City governments recognize the value of the Internet and are developing innovative applications. In fact, cities are in a unique position to develop cutting-edge applications. They traditionally have a more direct relationship with citizens and are expected to deliver a broad range of services.

"I think local government is right there where citizens need us -- where we have a direct impact on citizen delivery of services," said Danny Murphy, chief information officer for the city of Phoenix, in a recent interview with the Center. "I think at the state level it is a little bit more policy-oriented -- and a lot more fragmented working with lots of different elected officials, than what we have locally." As a result some innovative applications have been created, including Web-based maintenance and service requests, property and land-management systems integrated with GIS components, automated inspection-request systems, online parking-ticket payments, online records searches, local online election results, and much more.

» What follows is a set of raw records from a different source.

use crate::models::{ChartData, HealthRecord};
use chrono::{Duration, NaiveDate};
use serde::Serialize;
use std::str::FromStr;

pub const HIGH_HEART_RATE_BPM: i64 = 110;
pub const LOW_SLEEP_HOURS: f64 = 5.0;
pub const DEFAULT_CHART_DAYS: i64 = 30;
pub const MAX_CHART_DAYS: i64 = 365;

#[derive(Debug, Clone, PartialEq, Serialize)]
pub struct Summary {
    pub avg_heart_rate: Option<f64>,
    pub avg_sleep: f64,
    pub avg_steps: f64,
    pub total_days: usize,
}

#[derive(Debug, Clone, Copy, PartialEq, Eq, Serialize)]
#[serde(rename_all = "snake_case")]
pub enum AlertKind {
    HighHeartRate,
    LowSleep,
}

#[derive(Debug, Clone, PartialEq, Serialize)]
pub struct HealthAlert {
    pub kind: AlertKind,
    pub message: String,
}

/// Rows shown in the records table, counted back from the latest record.
#[derive(Debug, Clone, Copy, PartialEq, Eq, Default)]
pub enum TableRange {
    Week,
    #[default]
    Month,
    Quarter,
    All,
}

impl TableRange {
    pub fn days(self) -> Option<i64> {
        match self {
            Self::Week => Some(7),
            Self::Month => Some(30),
            Self::Quarter => Some(90),
            Self::All => None,
        }
    }

    pub fn as_param(self) -> &'static str {
        match self {
            Self::Week => "7",
            Self::Month => "30",
            Self::Quarter => "90",
            Self::All => "all",
        }
    }

    /// Unknown values fall back to the default range.
    pub fn from_param(value: Option<&str>) -> Self {
        match value.map(str::trim) {
            Some("7") => Self::Week,
            Some("30") => Self::Month,
            Some("90") => Self::Quarter,
            Some("all") => Self::All,
            _ => Self::default(),
        }
    }
}

#[derive(Debug, Clone, Copy, PartialEq, Eq)]
pub enum ChartMetric {
    Steps,
    Sleep,
    HeartRate,
}

impl ChartMetric {
    pub fn as_param(self) -> &'static str {
        match self {
            Self::Steps => "steps",
            Self::Sleep => "sleep",
            Self::HeartRate => "heart_rate",
        }
    }

    pub fn label(self) -> &'static str {
        match self {
            Self::Steps => "Steps",
            Self::Sleep => "Sleep (hours)",
            Self::HeartRate => "Heart rate (bpm)",
        }
    }

    fn value(self, record: &HealthRecord) -> Option<f64> {
        match self {
            Self::Steps => Some(record.steps as f64),
            Self::Sleep => Some(record.sleep_hours),
            Self::HeartRate => record.heart_rate.map(|bpm| bpm as f64),
        }
    }
}

impl FromStr for ChartMetric {
    type Err = String;

    fn from_str(value: &str) -> Result<Self, Self::Err> {
        match value.trim() {
            "steps" => Ok(Self::Steps),
            "sleep" | "sleep_hours" => Ok(Self::Sleep),
            "heart_rate" | "heart" => Ok(Self::HeartRate),
            other => Err(format!("unknown chart '{other}'")),
        }
    }
}

pub fn chart_days(value: Option<&str>) -> i64 {
    value
        .and_then(|raw| raw.trim().parse::<i64>().ok())
        .map(|days| days.clamp(1, MAX_CHART_DAYS))
        .unwrap_or(DEFAULT_CHART_DAYS)
}

pub fn summarize(records: &[HealthRecord]) -> Option<Summary> {
    if records.is_empty() {
        return None;
    }

    let total_days = records.len();
    let count = total_days as f64;
    let avg_sleep = records.iter().map(|r| r.sleep_hours).sum::<f64>() / count;
    let avg_steps = records.iter().map(|r| r.steps as f64).sum::<f64>() / count;

    let heart_rates: Vec<f64> = records
        .iter()
        .filter_map(|r| r.heart_rate)
        .map(|bpm| bpm as f64)
        .collect();
    let avg_heart_rate = if heart_rates.is_empty() {
        None
    } else {
        Some(heart_rates.iter().sum::<f64>() / heart_rates.len() as f64)
    };

    Some(Summary {
        avg_heart_rate,
        avg_sleep,
        avg_steps,
        total_days,
    })
}

pub fn is_high_heart_rate(record: &HealthRecord) -> bool {
    record.heart_rate.is_some_and(|bpm| bpm > HIGH_HEART_RATE_BPM)
}

pub fn is_low_sleep(record: &HealthRecord) -> bool {
    record.sleep_hours < LOW_SLEEP_HOURS
}

pub fn alerts_for(record: &HealthRecord) -> Vec<HealthAlert> {
    let mut alerts = Vec::new();
    if let Some(bpm) = record.heart_rate.filter(|_| is_high_heart_rate(record)) {
        alerts.push(HealthAlert {
            kind: AlertKind::HighHeartRate,
            message: format!("High heart rate: {bpm} bpm (normal: ≤{HIGH_HEART_RATE_BPM})"),
        });
    }
    if is_low_sleep(record) {
        alerts.push(HealthAlert {
            kind: AlertKind::LowSleep,
            message: format!(
                "Low sleep: {} hours (normal: ≥{LOW_SLEEP_HOURS:.1})",
                record.sleep_hours
            ),
        });
    }
    alerts
}

pub fn latest(records: &[HealthRecord]) -> Option<&HealthRecord> {
    records.iter().max_by_key(|record| record.date)
}

/// Records dated within the last `days` days ending at the latest record.
pub fn within_days(records: &[HealthRecord], days: i64) -> Vec<HealthRecord> {
    let Some(end) = latest(records).map(|record| record.date) else {
        return Vec::new();
    };
    let start = end
        .checked_sub_signed(Duration::days(days.max(1) - 1))
        .unwrap_or(NaiveDate::MIN);
    records
        .iter()
        .filter(|record| record.date >= start && record.date <= end)
        .cloned()
        .collect()
}

pub fn within_range(records: &[HealthRecord], range: TableRange) -> Vec<HealthRecord> {
    match range.days() {
        Some(days) => within_days(records, days),
        None => records.to_vec(),
    }
}

/// Records whose date falls in `[start, end]`.
pub fn between(records: &[HealthRecord], start: NaiveDate, end: NaiveDate) -> Vec<HealthRecord> {
    records
        .iter()
        .filter(|record| record.date >= start && record.date <= end)
        .cloned()
        .collect()
}

pub fn chart_series(records: &[HealthRecord], metric: ChartMetric, days: i64) -> ChartData {
    let mut window = within_days(records, days);
    window.sort_by_key(|record| record.date);

    let mut dates = Vec::with_capacity(window.len());
    let mut values = Vec::with_capacity(window.len());
    for record in &window {
        if let Some(value) = metric.value(record) {
            dates.push(record.date.format("%Y-%m-%d").to_string());
            values.push(value);
        }
    }

    ChartData { dates, values }
}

City leaders are also making these accomplishments during a time when funding resources are tight and under tough scrutiny. According to Citizen 2010, "In an era of scarce public resources, digital government holds particular promise in helping public entities execute more effectively in producing priority-driven results."

Over the last few years, city IT leaders have become accustomed to working with scarce resources. Instead of hampering new digital government projects, it has fired their ingenuity. Steve Shiver, county manager for Miami-Dade, said you must justify projects by "tying them up in the backroom and doing whatever it takes to find the funds. We are working to emphasize the importance of technology and educate our elected leadership to a degree that would emphasize technology in improving the way we deliver service. We are in an environment of finite resources. Of course, as a government, some say we can just raise taxes, but that has not been the history here in Miami-Dade. Our elected leadership has chosen to hold the line on our tax rates and that creates a burden on us, and in fact, mandates that we do more with less every single year. With technology we are able to drive our transactional costs down to the point that allows us to deliver improved service at a better cost, making our argument for us."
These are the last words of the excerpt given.